VC in Israel: It's Business As Usual, Despite Violence

VC in Israel:  It's Business As Usual, Despite Violence

With violence in the Middle East dominating the news, Israel once a hot spot for venture capitalists, would seem like a place to avoid.

Not so, says Erel N. Margalit, a managing partner and founder of Jerusalem Venture Partners.  Israeli companies are coping-after all, they've been through this before.

"The venture capital boom began when the first intifada and smell of strife was still in the air" in the early 1990s, Mr. Margalit said.  "You can still get things done in Israel, probably a lot faster and cheaper than anywhere else." 

He recently returned to the United States from Israel, where he addressed a meeting of the nation's venture capital association.  He said he called for Israeli and Arab business leaders to help achieve a regional settlement to the Palestinian dispute.

Begun in Israel, Mr. Margalit's firm is based in New York and has offices in Jerusalem and London.  Last fall, it closed a $400 million fund, its fourth.

During the last three years, it was one of the top U.S.-based investors in Israeli companies, according to VentureOne.  (See table). 

Assessing the effect of the Palestinian conflict on Israeli technology companies is difficult because of the worldwide slowdown.  Many companies that started in Israel are now international enterprises, with headquarters in the United States or Europe and manufacturing and research operations in the homeland.

Mr. Margalit said Israeli start-ups continue to meet their targets, as they did during the Gulf War.  At the moment, he said, it is the global economy, not the violence that is affecting these companies, but that could change if the fighting continues.

Jordan Levy, a managing partner at Seed Capital Partners, a Buffalo, N.Y., affiliate of Japan's Softbank Corp. that has invested heavily in companies with operations in Israel, also said that despite the violence, it's still largely business as usual there.

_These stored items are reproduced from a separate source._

use crate::{
    error::{MathError, MathResult},
    interpreter::value::{core::Value, scalar::Scalar},
    util::num::f64_to_i64_exact,
};

/// Raises `base` to `exponent`.
///
/// Scalars use the complex-aware power of [`Scalar::pow`]. Square matrices
/// accept integer exponents: non-negative powers by repeated squaring, and
/// negative powers through the inverse when `negative_powers` is set.
///
/// # Errors
/// - [`MathError::Shape`] for array exponents, vectors, tensors, non-square
///   matrices, fractional matrix powers, and negative matrix powers when
///   they are disabled.
/// - [`MathError::Domain`] for negative powers of a singular matrix.
/// - [`MathError::Overflow`] for integer matrix exponents too large to
///   represent exactly.
///
/// # Example
/// ```
/// use mathgrader::interpreter::{
///     evaluator::binary::power::pow_values,
///     value::{array::MathArray, core::Value},
/// };
///
/// let m = Value::Array(MathArray::real_matrix(&[vec![1.0, 1.0], vec![0.0, 1.0]]).unwrap());
/// let cube = pow_values(&m, &Value::from(3.0), true).unwrap();
/// assert_eq!(cube,
///            Value::Array(MathArray::real_matrix(&[vec![1.0, 3.0], vec![0.0, 1.0]]).unwrap()));
///
/// assert_eq!(pow_values(&m, &Value::from(0.5), true).unwrap_err().to_string(),
///            "Cannot raise a matrix to non-integer powers.");
/// assert!(pow_values(&m, &Value::from(-1.0), false).is_err());
/// ```
pub fn pow_values(base: &Value, exponent: &Value, negative_powers: bool) -> MathResult<Value> {
    let Value::Scalar(e) = exponent else {
        return Err(MathError::shape(format!("Cannot raise a {} to the power of a {}.",
                                            base.describe(),
                                            exponent.describe())));
    };

    match base {
        Value::Scalar(b) => Ok(Value::Scalar(b.pow(*e)?)),
        Value::IdentityMultiple(b) => {
            if !negative_powers && e.re() < 0.0 {
                return Err(MathError::shape("Cannot raise a matrix to negative powers."));
            }
            Ok(Value::IdentityMultiple(b.pow(*e)?))
        },
        Value::Array(a) => {
            match a.ndim() {
                1 => return Err(MathError::shape("Cannot raise a vector to powers.")),
                2 => {},
                _ => return Err(MathError::shape("Cannot raise a tensor to powers.")),
            }
            if !a.is_square() {
                return Err(MathError::shape("Cannot raise a non-square matrix to powers."));
            }

            let n = integer_exponent(*e)?;
            if n >= 0 {
                return Ok(Value::Array(a.matrix_power(n.unsigned_abs())));
            }
            if !negative_powers {
                return Err(MathError::shape("Cannot raise a matrix to negative powers."));
            }
            let inverse = a.inverse().ok_or_else(|| {
                                         MathError::domain("Cannot raise a singular matrix to \
                                                            negative powers.")
                                     })?;
            Ok(Value::Array(inverse.matrix_power(n.unsigned_abs())))
        },
    }
}

fn integer_exponent(exponent: Scalar) -> MathResult<i64> {
    let non_integer = || MathError::shape("Cannot raise a matrix to non-integer powers.");

    let real = exponent.as_real().ok_or_else(non_integer)?;
    if !real.is_finite() || real.fract() != 0.0 {
        return Err(non_integer());
    }
    f64_to_i64_exact(real).ok_or(MathError::Overflow)
}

The biggest problem for those companies for the last year, Mr. Levy said, has been recruiting executives.  Mr. Levy said a couple of Seed Capital portfolio companies are looking for CEOs.  "You're not going to get a U.S. guy who's going to take that job right now because they don't want to go to Israel once a month."

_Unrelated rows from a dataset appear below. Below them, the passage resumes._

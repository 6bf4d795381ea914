use mathgrader::{
    error::{ConfigError, GradingError, MathError},
    grading::{
        comparer::{
            BetweenComparer, Comparer, CongruenceComparer, LinearComparer, PROPORTIONAL_MESSAGE,
        },
        config::{Answer, CheckConfig, IdentityConstant},
        protocol::Checker,
        result::{ComparisonResult, Verdict},
        tolerance::Tolerance,
    },
    interpreter::value::core::Value,
    sampling::{
        dependent::DependentSampler,
        function::FunctionSamplingSet,
        scalar::{Interval, ScalarSampler},
    },
};
use rand::{SeedableRng, rngs::StdRng};

fn check(config: CheckConfig, input: &str) -> Result<ComparisonResult, GradingError> {
    let checker = Checker::new(config).unwrap();
    checker.check(input, &mut StdRng::seed_from_u64(42))
}

fn verdict(config: CheckConfig, input: &str) -> Verdict {
    check(config, input).unwrap().ok
}

fn student_error(config: CheckConfig, input: &str) -> MathError {
    match check(config, input) {
        Err(GradingError::Student(error)) => error,
        other => panic!("expected a student error for {input:?}, got {other:?}"),
    }
}

fn config_error(config: CheckConfig) -> ConfigError {
    match Checker::new(config) {
        Err(error) => error,
        Ok(_) => panic!("expected the configuration to be rejected"),
    }
}

#[test]
fn equivalent_constant_expressions() {
    let config = CheckConfig::new("(cos(3/2)+sin(3/2))/cos(3/2+2*pi)")
        .with_tolerance(Tolerance::Percent(0.1));

    assert_eq!(verdict(config.clone(), "1+tan(3/2)"), Verdict::Correct);
    assert_eq!(verdict(config, "1+tan(3/2)+0.1"), Verdict::Incorrect);

    let config = CheckConfig::new("1+tan(3/2)").with_tolerance(Tolerance::Percent(0.1));
    assert_eq!(verdict(config.clone(), "(cos(3/2)+sin(3/2))/cos(3/2+2*pi)"), Verdict::Correct);
    assert_eq!(verdict(config, "(cos(3/2)+sin(3/2))/cos(3/2+2*pi) + 0.1"),
               Verdict::Incorrect);
}

#[test]
fn variables_are_sampled() {
    let config = CheckConfig::new("(x+y)^2").with_variables(["x", "y"]);

    assert_eq!(verdict(config.clone(), "x^2 + 2*x*y + y^2"), Verdict::Correct);
    assert_eq!(verdict(config, "x^2 + y^2"), Verdict::Incorrect);
}

#[test]
fn undeclared_variables_are_student_errors() {
    let error = student_error(CheckConfig::new("x").with_variables(["x"]), "x + z");
    assert!(matches!(error, MathError::UndefinedVariable { ref name, .. } if name == "z"));
    assert_eq!(error.to_string(), "Invalid Input: z not permitted in answer as a variable");
}

#[test]
fn failable_evaluations_tolerate_disagreement() {
    let always_one = ScalarSampler::DiscreteSet(vec![Value::from(1.0)]);
    let config = CheckConfig::new("x").with_variables(["x"])
                                      .with_sample_from("x", always_one)
                                      .with_samples(3);

    assert_eq!(verdict(config.clone(), "x + 1"), Verdict::Incorrect);
    assert_eq!(verdict(config.clone().with_failable_evals(2), "x + 1"), Verdict::Incorrect);
    assert_eq!(verdict(config.with_failable_evals(3), "x + 1"), Verdict::Correct);
}

#[test]
fn failable_evaluations_count_disagreeing_samples() {
    let values = ScalarSampler::DiscreteSet(vec![Value::from(1.0), Value::from(2.0)]);
    let samples = 8;

    // "1" only disagrees with "x" on the samples that draw 2.
    let disagreements = |seed| {
        let mut rng = StdRng::seed_from_u64(seed);
        (0..samples).filter(|_| values.sample(&mut rng) == Value::from(2.0)).count()
    };
    let seed = (0..).find(|&seed| (2..samples).contains(&disagreements(seed))).unwrap();
    let failing = disagreements(seed);

    let config = CheckConfig::new("x").with_variables(["x"])
                                      .with_sample_from("x", values.clone())
                                      .with_samples(samples);
    let grade = |failable_evals| {
        let checker = Checker::new(config.clone().with_failable_evals(failable_evals)).unwrap();
        checker.check("1", &mut StdRng::seed_from_u64(seed)).unwrap().ok
    };

    assert_eq!(grade(failing), Verdict::Correct);
    assert_eq!(grade(failing + 1), Verdict::Correct);
    assert_eq!(grade(failing - 1), Verdict::Incorrect);
}

#[test]
fn best_answer_wins() {
    let config = CheckConfig::new("x").with_variables(["x"])
                                      .with_answer(Answer::new("2*x").graded(0.5, "Close."));

    let result = check(config.clone(), "x*2").unwrap();
    assert_eq!(result.ok, Verdict::Partial);
    assert_eq!(result.grade_decimal, 0.5);
    assert_eq!(result.msg, "Close.");

    assert!(check(config, "x").unwrap().is_correct());
}

#[test]
fn blacklisted_functions_are_rejected_after_a_match() {
    let mut config = CheckConfig::new("sin(2*x)").with_variables(["x"]);
    config.blacklist = vec!["sin".to_string(), "cos".to_string()];

    let error = student_error(config.clone(), "2*sin(x)*cos(x)");
    assert_eq!(error.to_string(),
               "Invalid Input: functions 'cos', 'sin' not permitted in answer");

    // Wrong answers are graded, not policed.
    assert_eq!(verdict(config, "sin(x)"), Verdict::Incorrect);
}

#[test]
fn whitelisted_and_user_functions() {
    let mut config = CheckConfig::new("f(x) + sqrt(x)")
        .with_variables(["x"])
        .with_user_function("f", FunctionSamplingSet::default());
    config.whitelist = Some(vec!["sqrt".to_string()]);

    assert_eq!(verdict(config.clone(), "sqrt(x) + f(x)"), Verdict::Correct);
    let error = student_error(config, "f(x) + abs(sqrt(x))");
    assert_eq!(error.to_string(), "Invalid Input: function 'abs' not permitted in answer");
}

#[test]
fn required_functions_must_appear() {
    let mut config = CheckConfig::new("1").with_variables(["x"]);
    config.required_functions = vec!["sin".to_string()];

    assert_eq!(verdict(config.clone(), "sin(x)^2 + cos(x)^2"), Verdict::Correct);
    let error = student_error(config, "1");
    assert_eq!(error.to_string(), "Invalid Input: Answer must contain the function sin");
}

#[test]
fn forbidden_strings_ignore_whitespace() {
    let mut config = CheckConfig::new("x^2").with_variables(["x"]);
    config.forbidden_strings = vec!["x*x".to_string()];

    let error = student_error(config.clone(), "x * x");
    assert_eq!(error.to_string(), "Invalid Input: This particular answer is forbidden");
    assert_eq!(verdict(config.clone(), "x^2"), Verdict::Correct);

    config.forbidden_message = "Simplify your answer.".to_string();
    assert_eq!(student_error(config, "x *x").to_string(), "Simplify your answer.");
}

#[test]
fn shape_mismatches_are_explained() {
    let config = CheckConfig::new("[1, x]").with_variables(["x"]);

    let error = student_error(config.clone(), "x");
    assert_eq!(error.to_string(), "Expected answer to be a vector, but input is a scalar.");
    let error = student_error(config.clone(), "[1, x, 0]");
    assert!(error.to_string().ends_with("of incorrect shape."), "{error}");
    assert_eq!(verdict(config, "[1, x]"), Verdict::Correct);
}

#[test]
fn array_dimension_limits_apply_to_input_only() {
    let mut config = CheckConfig::new("[1, 2] * [3, 4]");
    config.max_array_dim = Some(0);

    assert_eq!(verdict(config.clone(), "11"), Verdict::Correct);
    let error = student_error(config, "[1, 2] * [3, 4]");
    assert_eq!(error.to_string(),
               "Vector and matrix expressions have been forbidden in this entry.");
}

#[test]
fn between_comparer() {
    let config = CheckConfig::new(Answer::with_params(["0", "1"]))
        .with_comparer(Comparer::per_sample(BetweenComparer::default()));

    assert_eq!(verdict(config.clone(), "1"), Verdict::Correct);
    assert_eq!(verdict(config.clone(), "1.5"), Verdict::Incorrect);
    assert_eq!(student_error(config.clone(), "2 + i").to_string(), "Input must be real.");

    let strict = config.with_comparer(Comparer::per_sample(BetweenComparer { strict: true }));
    assert_eq!(verdict(strict.clone(), "1"), Verdict::Incorrect);
    assert_eq!(verdict(strict, "0.5"), Verdict::Correct);
}

#[test]
fn congruence_comparer() {
    let modulus = 2.0 * std::f64::consts::PI;
    let comparer = Comparer::per_sample(CongruenceComparer { modulus });
    let config = CheckConfig::new("x").with_variables(["x"]).with_comparer(comparer);

    assert_eq!(verdict(config.clone(), "x + 2*pi"), Verdict::Correct);
    assert_eq!(verdict(config.clone(), "x - 4*pi"), Verdict::Correct);
    assert_eq!(verdict(config, "x + pi"), Verdict::Incorrect);
}

#[test]
fn linear_comparer_recognizes_proportional_answers() {
    let comparer = Comparer::correlated(LinearComparer::default());
    let config = CheckConfig::new("x^2").with_variables(["x"]).with_comparer(comparer);

    assert!(check(config.clone(), "x*x").unwrap().is_correct());

    let result = check(config.clone(), "3*x^2").unwrap();
    assert_eq!(result.ok, Verdict::Partial);
    assert_eq!(result.grade_decimal, 0.5);
    assert_eq!(result.msg, PROPORTIONAL_MESSAGE);

    assert_eq!(verdict(config, "x^2 + 1"), Verdict::Incorrect);
}

#[test]
fn linear_comparer_offsets() {
    let comparer = LinearComparer { offset: Some(0.25),
                                    offset_msg: "Check your constant.".to_string(),
                                    ..LinearComparer::default() };
    let config = CheckConfig::new("x^2").with_variables(["x"])
                                        .with_comparer(Comparer::correlated(comparer));

    let result = check(config, "x^2 + 1").unwrap();
    assert_eq!(result.grade_decimal, 0.25);
    assert_eq!(result.msg, "Check your constant.");
}

#[test]
fn linear_comparer_needs_three_samples() {
    let comparer = Comparer::correlated(LinearComparer::default());
    let config = CheckConfig::new("x").with_variables(["x"])
                                      .with_samples(2)
                                      .with_comparer(comparer);
    assert!(matches!(config_error(config), ConfigError::Invalid { .. }));
}

#[test]
fn dependent_and_numbered_variables() {
    let config = CheckConfig::new("y").with_variables(["x", "y"])
                                      .with_sample_from("y", DependentSampler::new(["x"], "2*x"));
    assert_eq!(verdict(config, "x + x"), Verdict::Correct);

    let config = CheckConfig::new("a_{1} - a_{2}").with_numbered_var("a");
    assert_eq!(verdict(config.clone(), "-(a_{2} - a_{1})"), Verdict::Correct);
    assert_eq!(verdict(config, "a_{2} - a_{1}"), Verdict::Incorrect);
}

#[test]
fn constants_suffixes_and_identity() {
    let config = CheckConfig::new("g*t").with_variables(["t"])
                                        .with_user_constant("g", 9.8);
    assert_eq!(verdict(config, "9.8*t"), Verdict::Correct);

    let mut config = CheckConfig::new("0.002");
    config.metric_suffixes = true;
    assert_eq!(verdict(config, "2m"), Verdict::Correct);

    let mut config = CheckConfig::new("[[3, 1], [0, 3]]");
    config.identity = Some(IdentityConstant::Sized(2));
    assert_eq!(verdict(config.clone(), "3*I + [[0, 1], [0, 0]]"), Verdict::Correct);
    config.identity = Some(IdentityConstant::Multiple);
    assert_eq!(verdict(config, "3*I + [[0, 1], [0, 0]]"), Verdict::Correct);
}

#[test]
fn configuration_mistakes_are_rejected_up_front() {
    let declared = || CheckConfig::new("x").with_variables(["x"]);

    assert!(matches!(config_error(CheckConfig::default()), ConfigError::Invalid { .. }));
    assert!(matches!(config_error(declared().with_samples(0)), ConfigError::Invalid { .. }));
    assert!(matches!(config_error(declared().with_tolerance(Tolerance::Absolute(-1.0))),
                     ConfigError::Invalid { .. }));
    let between = Comparer::per_sample(BetweenComparer::default());
    assert!(matches!(config_error(declared().with_comparer(between)), ConfigError::Invalid { .. }));
    assert!(matches!(config_error(CheckConfig::new(Answer::new("x").graded(1.5, ""))),
                     ConfigError::Invalid { .. }));

    let mut both = declared();
    both.whitelist = Some(vec!["sin".to_string()]);
    both.blacklist = vec!["cos".to_string()];
    assert!(matches!(config_error(both), ConfigError::Invalid { .. }));

    let mut required = declared();
    required.blacklist = vec!["sin".to_string()];
    required.required_functions = vec!["sin".to_string()];
    assert!(matches!(config_error(required), ConfigError::Invalid { .. }));

    let mut identity = declared();
    identity.identity = Some(IdentityConstant::Sized(0));
    assert!(matches!(config_error(identity), ConfigError::Invalid { .. }));

    let undeclared = declared().with_sample_from("y", ScalarSampler::default());
    assert!(matches!(config_error(undeclared),
                     ConfigError::SamplingSet { ref name, .. } if name == "y"));

    let bad_set = declared().with_sample_from("x",
                                              ScalarSampler::RealInterval(Interval::new(2.0, 1.0)));
    assert!(matches!(config_error(bad_set), ConfigError::SamplingSet { .. }));

    assert!(matches!(config_error(CheckConfig::new("2*(x")),
                     ConfigError::InvalidExpression { .. }));
    let dependent = CheckConfig::new("y").with_variables(["y"])
                                         .with_sample_from("y", DependentSampler::new(["x"], "(x"));
    assert!(matches!(config_error(dependent), ConfigError::InvalidExpression { .. }));
}

#[test]
fn errors_say_who_caused_them() {
    let config = CheckConfig::new("1/(x - x)").with_variables(["x"]);
    let error = check(config, "x").unwrap_err();
    assert!(!error.is_student_facing());
    assert!(matches!(error, GradingError::Config(ConfigError::ReferenceEvaluation { .. })));

    let config = CheckConfig::new("x").with_variables(["x"]);
    let error = check(config, "x +").unwrap_err();
    assert!(error.is_student_facing());
}

#[test]
fn circular_dependents_surface_when_sampled() {
    let config = CheckConfig::new("p").with_variables(["p", "q"])
                                      .with_sample_from("p", DependentSampler::new(["q"], "q"))
                                      .with_sample_from("q", DependentSampler::new(["p"], "p"));
    let error = check(config, "p").unwrap_err();
    assert!(matches!(error, GradingError::Config(ConfigError::CircularDependency { .. })));
}

#[test]
fn debug_appendix_lists_samples() {
    let mut config = CheckConfig::new("x").with_variables(["x"]).with_samples(2);
    config.debug = true;

    let result = check(config, "x").unwrap();
    assert!(result.is_correct());
    assert!(result.msg.starts_with("MathGrader Debug Info\nStudent Response: x"),
            "{}",
            result.msg);
    assert!(result.msg.contains("Evaluation Data for Sample Number 2 of 2"));
    assert!(result.msg.contains("Compare to (answer 1): ["));
}

#[test]
fn tolerances_parse_and_bound() {
    assert_eq!("5%".parse::<Tolerance>().unwrap(), Tolerance::Percent(5.0));
    assert_eq!("0.5".parse::<Tolerance>().unwrap(), Tolerance::Absolute(0.5));
    assert!("wide".parse::<Tolerance>().is_err());

    let expected = Value::from(200.0);
    assert!(Tolerance::Percent(1.0).within(&expected, &Value::from(201.5)));
    assert!(!Tolerance::Percent(1.0).within(&expected, &Value::from(203.0)));
    assert!(Tolerance::Absolute(0.1).within(&Value::from(0.0), &Value::from(0.05)));
    assert!(!Tolerance::default().within(&Value::nan(), &Value::nan()));
}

But the hurdle is not the insurmountable.  Sheer Networks, whose backers include Jerusalem Venture Partners and Nortel Networks, recently snared Sultan Zia as CEO.  He was vice president and general manager of Compaq's carrier business unit.  Before that, he was with Digital Equipment Corp.

Sheer, which sells network management technology, has research and development operations near Tel Aviv.  It recently moved its headquarters from Sunnyvale, Calif., to Framingham, Mass.

Messers. Levy and Margalit said they continue to see strong deal flow from Israel.  Jerusalem Venture Partners in March led a $12 million second round for Cyber-Ark Software Ltd., an information security company with headquarters in Dedham, Mass., and its R&D team in Israel.  Seed Capital was an early backer of the company.

But while Israel remains a breeding ground for promising companies, Mr. Margalit said, the combination of the global technology bust and the local violence will make raising venture capital to invest there difficult.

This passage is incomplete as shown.